SAN ANTONIO -- "2017 was an excellent year for Andeavor,” Chairman and CEO Greg Goff said on Andeavor’s fourth-quarter and full-year 2017 earnings call on Feb. 16.
Through its $4.1 billion acquisition of Western Refining Inc. in June 2017, Andeavor (then Tesoro) increased its branded and retail store count by 31%, or 763 stores, in 2017 to 3,255 locations, he said. Western Refining’s retail operations included gas stations and c-stores under the Giant, Howdy's and SuperAmerica brands.
“We are focused on driving growth and improvements in our market business by placing products into the highest-value branded distribution channels, adding new retail sites to the network, implementing strong improvements to enhance our convenience-store position and extending our value chain into new geographies such as Mexico,” said Goff.
“We are supplying approximately 60 stores in Mexico, including 28 under the ARCO brand as of Jan. 31, and we are experiencing strong customer acceptance at these sites. We expect to increase our marketing presence across the entire northern part of Mexico with an estimated 250 to 300 stores planned through 2020.”
He said that the company continues to see strong demand in each of its geographic regions. “We remain excited about the growth prospects in our marketing business as we expand our network of stations by leveraging our extensive brand portfolio and converting more stations to company owned and operated, which allows us to capture more value,” he said.
Andeavor reported fourth-quarter 2017 earnings of $879 million, compared to $78 million for the same period a year ago.
Marketing segment operating income was $236 million, and segment earnings before interest, taxes, depreciation and amortization (EBITDA) was $255 million in fourth-quarter 2017. This compares to segment operating income of $169 million and segment EBITDA of $192 million in 2016. Overall fuel margins for fourth-quarter 2017 were 12.2 cents per gallon vs. 11.4 cents per gallon in 2016, and retail and branded fuel margins were 23.4 cents per gallon vs. 19.6 cents per gallon in 2016.
A stronger market, along with positive contributions from the Western Refining c-stores added to Andeavor's portfolio, resulted in increased margins.
Marketing fuel margins were $20.09 per gallon for the retail and branded channels for the full year.
For the fourth quarter, merchandise margin increased to $47 million from $1 million in 2016 driven by the Western acquisition. Andeavor continued to grow its network of branded stores, increasing by 763 stores, or 31% year over year, to 3,255 stores. This was primarily driven by the Western acquisition, the acquisition of retail stores in northern California and the continued execution of the company's organic growth plan, including rebranding and expansion into Mexico.
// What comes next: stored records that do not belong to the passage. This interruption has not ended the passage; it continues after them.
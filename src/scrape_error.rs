use thiserror::Error;

/// Structural failures: the upstream markup no longer matches what the
/// scrapers expect. Any of these aborts the current run.
#[derive(Debug, Error)]
pub enum ScrapeError {
    #[error("parser error: no element matching {locator} in {context}")]
    MissingElement { locator: String, context: String },

    #[error("parser error: <{tag}> has no `{attr}` attribute")]
    MissingAttribute { tag: String, attr: String },

    #[error("parser error: sidebar has no \"All versions\" list")]
    VersionsListNotFound,

    #[error("could not resolve link {href:?} against {base}")]
    InvalidUrl {
        href: String,
        base: String,
        #[source]
        source: url::ParseError,
    },
}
"Looking ahead, we remain well-positioned to deliver on [our] strategic plans,” Goff said. “We expect to grow EBITDA by $1.4 billion over the next three years. We continue to focus on driving strong operational performance and disciplined allocation of capital, further enhancing our integrated business model and returning cash to shareholders.”
San Antonio-based Andeavor is an integrated marketing, logistics and refining company with 10 refineries in the midcontinent and western United States. Its retail-marketing system includes about 3,200 gas stations and convenience stores marketing fuel under brands such as Arco, SuperAmerica, Shell, Exxon, Mobil, Tesoro, USA Gasoline and Giant.